Honoring Darkness: Ceremony Guidance for Winter Solstice
The wheel of the year turns toward darkness. Calling us inward. Longer nights and less doing provide the perfect opportunity to gather ourselves in and look at what really matters, and what we want to create in the coming months.
Throughout history, winter was a time when people came in from their work on the land—gathered together in homes lit by candles and heated by wood. People practiced handcrafts, told stories, and engaged in celebrations of the darkest night of the year and the return of the sun.
In our current time where we live lives of constant summer, homes heated to a perfect 72° year-round, and electric lights creating daylight long after the sun has gone to bed, it’s easy to feel disconnected from the wheel of the year—from the limits that were a daily reality of our ancestors’ lives.
We live lives of inconceivable comfort and endless distraction.
While these comforts are most welcome, and most of us don’t desire to go back to a time when we had only candlelight and lanterns to light our homes, or wood stoves to heat them, there is something precious about remembering these old ways. Something tender about honoring the seasons as they change and creating ways in our busy modern lives to slow down and be with the darkness.
It’s less than a week until winter solstice.
Many humans are busily getting ready for whichever winter holiday they celebrate, and while the hustle and bustle can feel good—exciting even—there can also be a sense of exhaustion, burnout, and a lack of the deep meaning that our souls long for.
Solstice celebrations were at one time, and still are in some communities and parts of the world, a time for humans to come together and honor the sacred in their lives. To gather in a good way and create ritual, song, and feasting to celebrate being alive and surviving through the dark times of the year.
In the frenetic, capitalist-driven holiday celebrations that so many of us are too familiar with, there is not much sense of the sacred. Post-holiday slumps and seasonal depression point towards something that is not spoken about enough. We were born for more than this. We were born to be part of connected communities that live a life guided by the wheel of the year. Honoring and celebrating the changing of the seasons and the significance and meaning of being a human being alive in a living world.

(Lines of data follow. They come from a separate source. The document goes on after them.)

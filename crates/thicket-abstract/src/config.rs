// crates/thicket-abstract/src/config.rs

//! Abstraction mode selection, threaded through from the fixpoint engine
//! (`spec.md` §4.6, step 4: "`abstract(F)` using finite-height or
//! predicate mode as configured").

use thicket_automata::TreeAut;

/// Parameters for finite-height abstraction.
#[derive(Clone, Copy, Debug)]
pub struct AbstractionConfig {
    /// States at or beyond this derivation height become eligible to
    /// merge with a same-signature sibling.
    pub height_bound: usize,
    /// When `false`, states are additionally kept apart by stack-frame
    /// identity (a caller-supplied `frame_of` function); when `true` that
    /// distinction is ignored.
    pub stack_frame_abstraction: bool,
}

impl Default for AbstractionConfig {
    fn default() -> Self {
        Self {
            height_bound: 1,
            stack_frame_abstraction: true,
        }
    }
}

impl AbstractionConfig {
    /// Applies `THICKET_HEIGHT_BOUND`/`THICKET_STACK_FRAME_ABSTRACTION`
    /// overrides on top of [`Default::default`], ignoring any variable
    /// that is unset or fails to parse.
    #[must_use]
    pub fn from_env() -> Self {
        let mut config = Self::default();
        if let Ok(v) = std::env::var("THICKET_HEIGHT_BOUND") {
            if let Ok(v) = v.parse::<usize>() {
                config.height_bound = v;
            }
        }
        if let Ok(v) = std::env::var("THICKET_STACK_FRAME_ABSTRACTION") {
            if let Ok(v) = v.parse::<bool>() {
                config.stack_frame_abstraction = v;
            }
        }
        config
    }
}

/// Which of the two abstraction strategies a fixpoint pass should apply.
pub enum AbstractionMode<'p> {
    FiniteHeight(AbstractionConfig),
    /// An empty predicate slice still refines by cutpoint signature and
    /// data/non-data distinction (`spec.md` §4.5: "Empty predicate set ⇒
    /// universal relation ... followed by the cutpoint refinement").
    Predicate(&'p [TreeAut]),
}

What if we decided to do it all differently…
What if we turn away from what feels like necessary spending, and towards time together? Creating bonds of community and kinship, and rituals to celebrate and embrace this season in the way that our ancestors before us have done back and back and back through time.
In my work as a ceremonialist, I treasure the opportunity to craft ceremonies to honor the cycles and seasons in our natural world, and in our human lives.

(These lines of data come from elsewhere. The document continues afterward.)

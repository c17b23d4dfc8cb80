// crates/thicket-core/src/diagnostics.rs

//! Diagnostic taxonomy for the analyzer's external boundary.
//!
//! `spec.md` §7 splits failures into three kinds, which this module keeps
//! as distinct types rather than folding them into one enum:
//!
//! - [`ProgramError`] — a safety violation in the *analyzed* program. These
//!   are the outcomes a run is meant to report and are driven into
//!   witnesses.
//! - [`Refinement`] — an internal signal that causes the fixpoint engine to
//!   restart with more precision. Not a bug, not reported to the user.
//! - [`AnalysisError`] — a precondition violation in the analyzer itself.
//!   Surfaced through `Result`/`anyhow` plumbing and never silently ignored.

use thiserror::Error;

/// A safety violation found in the analyzed program (`spec.md` §6, "Error
/// kinds on the diagnostic boundary").
#[derive(Clone, Debug, Error, PartialEq, Eq)]
pub enum ProgramError {
    /// Dereference (load/store/`ptr_plus`) of a value that is not a valid
    /// reference into any live root.
    #[error("dereferenced value is not a valid reference")]
    InvalidDereference,
    /// A `free` targeted a block whose recorded size does not match the
    /// allocation it is freeing.
    #[error("allocated block size mismatch")]
    BlockSizeMismatch,
    /// A `free` targeted a pointer that points inside, rather than at the
    /// start of, an allocated block.
    #[error("releasing a pointer which points inside an allocated block")]
    InteriorFree,
    /// The garbage checker found a root unreachable from any program
    /// variable or cutpoint.
    #[error("garbage detected")]
    GarbageDetected,
    /// An `assert` instruction evaluated to false.
    #[error("assert failure")]
    AssertFailure,
}

/// An internal signal raised while refining an abstract trace
/// (`spec.md` §4.7). Not an error: the fixpoint engine catches this and
/// restarts with additional precision (a new predicate, or a disabled
/// abstraction step).
#[derive(Clone, Debug, PartialEq, Eq)]
pub enum Refinement {
    /// The backward run found the trace is spurious; a new predicate was
    /// learned from the product computed along the way.
    SpuriousTrace {
        /// Index into the trace of the instruction at which the run
        /// first failed to intersect.
        failed_at: usize,
    },
    /// The backward run emptied out without ever finding a discriminating
    /// predicate; abstraction must be disabled for the offending loop
    /// head on retry.
    AbstractionTooCoarse,
}

/// A precondition violation inside the analyzer itself: an invariant the
/// algorithms above assume did not hold. These are analyzer bugs, not
/// findings about the analyzed program, and are never turned into a
/// witness.
#[derive(Debug, Error)]
pub enum AnalysisError {
    /// A program-level safety violation, propagated up to the CLI boundary.
    #[error(transparent)]
    Program(#[from] ProgramError),

    /// A tree automaton operation was asked to touch a state that holds no
    /// transitions (`spec.md` §4.1 invariant: every state reachable from a
    /// final state has at least one transition).
    #[error("state {0} has no transitions")]
    DanglingState(u32),

    /// Abstraction produced a tree automaton whose selector map disagrees
    /// with the forest automaton's connection graph.
    #[error("abstraction leads to inconsistent selector map")]
    InconsistentSelectorMap,

    /// A box (folded sub-structure) was referenced by name but is not
    /// present in the loaded box database.
    #[error("unknown box: {0}")]
    UnknownBox(String),

    /// The box-database file could not be parsed.
    #[error("malformed box database: {0}")]
    MalformedBoxDatabase(String),

    /// A symbolic-context lookup (variable or struct field) failed.
    #[error("unknown symbol: {0}")]
    UnknownSymbol(String),

    /// Any other plumbing failure (I/O, serialization, …).
    #[error(transparent)]
    Other(#[from] anyhow::Error),
}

Ceremonies enacted by a community when well-crafted and held, can be powerful and connecting experiences. Self-guided individual ceremonies can also be powerful and connecting experiences—connecting the individual to the divine, the more than human world, ancestors, and our own souls.
I have found for many people who are longing to bring ceremony into their lives that there is a sense of “I don’t quite know how to do it…” This makes perfect sense considering that ceremony is deeply lacking from the fabric of our modern lives. If we didn’t grow up in communities that practice ceremony together it is unlikely that we will have confidence in creating ceremonies of meaning for ourselves, or our communities.

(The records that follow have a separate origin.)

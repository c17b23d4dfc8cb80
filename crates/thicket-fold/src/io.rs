// crates/thicket-fold/src/io.rs

//! Parsing a box's raw definition text (as stored by
//! [`thicket_label::BoxManager`]) into a [`TreeAut`], and pretty-printing
//! one back to that text form.
//!
//! `thicket-label` deliberately stores box definitions as opaque strings to
//! avoid depending on `thicket-automata`; this module is where that text
//! actually becomes/comes from a tree automaton, one line per transition:
//!
//! ```text
//! q0 -> leaf null
//! q1 -> node [sel(0,8,0)] (q0)
//! final q1
//! ```
//!
//! A leaf transition names a [`Data`] value; a node transition names a
//! bracketed list of box items (in offset order, lining up with the
//! parenthesized child-state list) and its children. `final <state>`
//! marks a state as accepting. States are plain identifiers (`q0`, `q1`,
//! ...), allocated on first mention in file order.

use std::collections::HashMap;
use std::fmt::Write as _;
use thicket_automata::{State, TreeAut};
use thicket_core::{Data, RootIdx, SelData};
use thicket_label::{AbstractBox, BoxId, DataId, Label, LabelArena};

/// A malformed line in a box definition's textual TA body.
#[derive(Debug, Clone, PartialEq, Eq)]
pub struct ParseError {
    pub line: usize,
    pub reason: String,
}

impl std::fmt::Display for ParseError {
    fn fmt(&self, f: &mut std::fmt::Formatter<'_>) -> std::fmt::Result {
        write!(f, "line {}: {}", self.line, self.reason)
    }
}

impl std::error::Error for ParseError {}

struct StateNames {
    by_name: HashMap<String, State>,
}

impl StateNames {
    fn new() -> Self {
        Self { by_name: HashMap::new() }
    }

    fn resolve(&mut self, ta: &mut TreeAut, name: &str) -> State {
        if let Some(&s) = self.by_name.get(name) {
            return s;
        }
        let s = ta.fresh_state();
        self.by_name.insert(name.to_string(), s);
        s
    }
}

/// Parses one box's textual TA definition (the body `BoxManager` stores
/// per name) into a [`TreeAut`], interning every label through `arena`.
pub fn parse_ta(text: &str, arena: &mut LabelArena) -> Result<TreeAut, ParseError> {
    let mut ta = TreeAut::new();
    let mut names = StateNames::new();
    let mut next_data_id = 0u32;

    for (idx, raw_line) in text.lines().enumerate() {
        let line = raw_line.trim();
        let line_no = idx + 1;
        if line.is_empty() {
            continue;
        }
        if let Some(rest) = line.strip_prefix("final ") {
            let s = names.resolve(&mut ta, rest.trim());
            ta.add_final(s);
            continue;
        }
        let Some((lhs_name, rhs_text)) = line.split_once("->") else {
            return Err(ParseError {
                line: line_no,
                reason: "expected '<state> -> ...'".to_string(),
            });
        };
        let rhs = names.resolve(&mut ta, lhs_name.trim());
        let rhs_text = rhs_text.trim();

        if let Some(data_text) = rhs_text.strip_prefix("leaf ") {
            let data = parse_data(data_text.trim(), line_no)?;
            let label = arena.intern(Label::Data(data, DataId(next_data_id)));
            next_data_id += 1;
            ta.add_transition(vec![], label, rhs);
            continue;
        }

        if let Some(node_text) = rhs_text.strip_prefix("node ") {
            let (items_text, children_text) = split_node_body(node_text, line_no)?;
            let items = parse_items(items_text, line_no)?;
            let children: Vec<&str> = children_text
                .split(',')
                .map(str::trim)
                .filter(|s| !s.is_empty())
                .collect();
            let lhs: Vec<State> = children
                .iter()
                .map(|c| names.resolve(&mut ta, c))
                .collect();
            let label = arena.intern(Label::Node(items));
            ta.add_transition(lhs, label, rhs);
            continue;
        }

        return Err(ParseError {
            line: line_no,
            reason: "expected 'leaf ...' or 'node ...'".to_string(),
        });
    }

    Ok(ta)
}

fn split_node_body(text: &str, line: usize) -> Result<(&str, &str), ParseError> {
    let items_start = text
        .find('[')
        .ok_or_else(|| ParseError { line, reason: "node label missing '[...]' item list".to_string() })?;
    let items_end = text
        .find(']')
        .ok_or_else(|| ParseError { line, reason: "node label missing closing ']'".to_string() })?;
    let children_start = text[items_end..]
        .find('(')
        .map(|p| items_end + p)
        .ok_or_else(|| ParseError { line, reason: "node label missing '(...)' child list".to_string() })?;
    let children_end = text.rfind(')').ok_or_else(|| ParseError {
        line,
        reason: "node label missing closing ')'".to_string(),
    })?;
    Ok((&text[items_start + 1..items_end], &text[children_start + 1..children_end]))
}

fn parse_items(text: &str, line: usize) -> Result<Vec<(u32, AbstractBox)>, ParseError> {
    let mut offset = 0u32;
    let mut out = Vec::new();
    for item in text.split(',').map(str::trim).filter(|s| !s.is_empty()) {
        let b = parse_abstract_box(item, line)?;
        out.push((offset, b));
        offset += 1;
    }
    Ok(out)
}

fn parse_abstract_box(text: &str, line: usize) -> Result<AbstractBox, ParseError> {
    if text == "data" {
        return Ok(AbstractBox::Data);
    }
    if let Some(inner) = text.strip_prefix("box(").and_then(|s| s.strip_suffix(')')) {
        let id: u32 = inner.trim().parse().map_err(|_| ParseError {
            line,
            reason: format!("bad box id '{inner}'"),
        })?;
        return Ok(AbstractBox::Box(BoxId(id)));
    }
    if let Some(inner) = text.strip_prefix("type(").and_then(|s| s.strip_suffix(')')) {
        return Ok(AbstractBox::Type(thicket_label::TypeBox { name: inner.trim().to_string() }));
    }
    if let Some(inner) = text.strip_prefix("sel(").and_then(|s| s.strip_suffix(')')) {
        let parts: Vec<&str> = inner.split(',').map(str::trim).collect();
        if parts.len() != 3 {
            return Err(ParseError { line, reason: format!("sel(...) needs 3 fields, got '{inner}'") });
        }
        let offset: u32 = parts[0].parse().map_err(|_| ParseError { line, reason: "bad sel offset".to_string() })?;
        let size: u32 = parts[1].parse().map_err(|_| ParseError { line, reason: "bad sel size".to_string() })?;
        let displ: i32 = parts[2].parse().map_err(|_| ParseError { line, reason: "bad sel displacement".to_string() })?;
        return Ok(AbstractBox::Selector(SelData::new(offset, size, displ)));
    }
    Err(ParseError { line, reason: format!("unrecognized box item '{text}'") })
}

fn parse_data(text: &str, line: usize) -> Result<Data, ParseError> {
    match text {
        "null" | "NULL" => Ok(Data::Null),
        "undef" => Ok(Data::Undef),
        _ => {
            if let Some(inner) = text.strip_prefix("ref(").and_then(|s| s.strip_suffix(')')) {
                let parts: Vec<&str> = inner.split(',').map(str::trim).collect();
                if parts.len() != 2 {
                    return Err(ParseError { line, reason: format!("ref(...) needs 2 fields, got '{inner}'") });
                }
                let root: u32 = parts[0].parse().map_err(|_| ParseError { line, reason: "bad ref root".to_string() })?;
                let displ: i32 = parts[1].parse().map_err(|_| ParseError { line, reason: "bad ref displ".to_string() })?;
                return Ok(Data::Ref { root: RootIdx::new(root), displ });
            }
            if let Ok(n) = text.parse::<i64>() {
                return Ok(Data::Int(n));
            }
            Err(ParseError { line, reason: format!("unrecognized data literal '{text}'") })
        }
    }
}

/// Pretty-prints `ta` back to the textual form [`parse_ta`] accepts,
/// naming states `q0`, `q1`, ... in a stable, deterministic order.
#[must_use]
pub fn print_ta(ta: &TreeAut, arena: &LabelArena) -> String {
    let mut names: HashMap<State, String> = HashMap::new();
    for (i, &s) in ta.states().iter().enumerate() {
        names.insert(s, format!("q{i}"));
    }
    let name_of = |s: State| names.get(&s).cloned().unwrap_or_else(|| format!("q{}", s.0));

    let mut out = String::new();
    for t in ta.transitions() {
        let rhs_name = name_of(t.rhs);
        match arena.get(t.label) {
            Label::Data(d, _) => {
                let _ = writeln!(out, "{rhs_name} -> leaf {}", print_data(d));
            }
            Label::Node(items) => {
                let items_text = items
                    .iter()
                    .map(|(_, b)| print_box(b))
                    .collect::<Vec<_>>()
                    .join(", ");
                let children_text = t.lhs.iter().map(|&c| name_of(c)).collect::<Vec<_>>().join(", ");
                let _ = writeln!(out, "{rhs_name} -> node [{items_text}] ({children_text})");
            }
            Label::VData(_) => {
                let _ = writeln!(out, "{rhs_name} -> leaf undef");
            }
        }
    }
    for &f in ta.final_states() {
        let _ = writeln!(out, "final {}", name_of(f));
    }
    out
}

fn print_data(d: &Data) -> String {
    match d {
        Data::Null => "null".to_string(),
        Data::Undef => "undef".to_string(),
        Data::Int(n) => n.to_string(),
        Data::Ref { root, displ } => format!("ref({}, {displ})", root.index()),
        other => other.to_string(),
    }
}

fn print_box(b: &AbstractBox) -> String {
    match b {
        AbstractBox::Data => "data".to_string(),
        AbstractBox::Box(id) => format!("box({})", id.0),
        AbstractBox::Type(t) => format!("type({})", t.name),
        AbstractBox::Selector(s) => format!("sel({}, {}, {})", s.offset, s.size, s.displacement),
    }
}

#[cfg(test)]
mod tests {
    use super::*;

    #[test]
    fn parses_a_leaf_and_a_node_transition() {
        let mut arena = LabelArena::new();
        let text = "q0 -> leaf null\nq1 -> node [sel(0, 8, 0)] (q0)\nfinal q1\n";
        let ta = parse_ta(text, &mut arena).unwrap();
        assert_eq!(ta.transitions().len(), 2);
        assert_eq!(ta.final_states().len(), 1);
    }

    #[test]
    fn round_trips_through_print_and_parse() {
        let mut arena = LabelArena::new();
        let text = "q0 -> leaf null\nq1 -> node [sel(0, 8, 0)] (q0)\nfinal q1\n";
        let ta = parse_ta(text, &mut arena).unwrap();
        let printed = print_ta(&ta, &arena);
        let mut arena2 = LabelArena::new();
        let reparsed = parse_ta(&printed, &mut arena2).unwrap();
        assert_eq!(reparsed.transitions().len(), ta.transitions().len());
        assert_eq!(reparsed.final_states().len(), ta.final_states().len());
    }

    #[test]
    fn rejects_a_line_missing_an_arrow() {
        let mut arena = LabelArena::new();
        let err = parse_ta("garbage line\n", &mut arena).unwrap_err();
        assert_eq!(err.line, 1);
    }
}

I will share here some simple ideas that you can work with, mold to fit your own needs, to create a ceremony to honor this coming solstice.
>> Set an intention—what are you hoping to offer and receive in your ceremony? Sit with this question, a pen and paper, and give yourself time to feel what it is that you are really longing to bring forward through your ceremony.
>> Winter solstice is a time to honor the darkness and celebrate the return of the light. Consider using darkness and light in your ceremony. Dimming the lights in your home, sitting in prayer and meditation, and then lighting a candle to symbolize the sun and the beauty of this constant force in our lives, returning again to bring light and warmth to the land.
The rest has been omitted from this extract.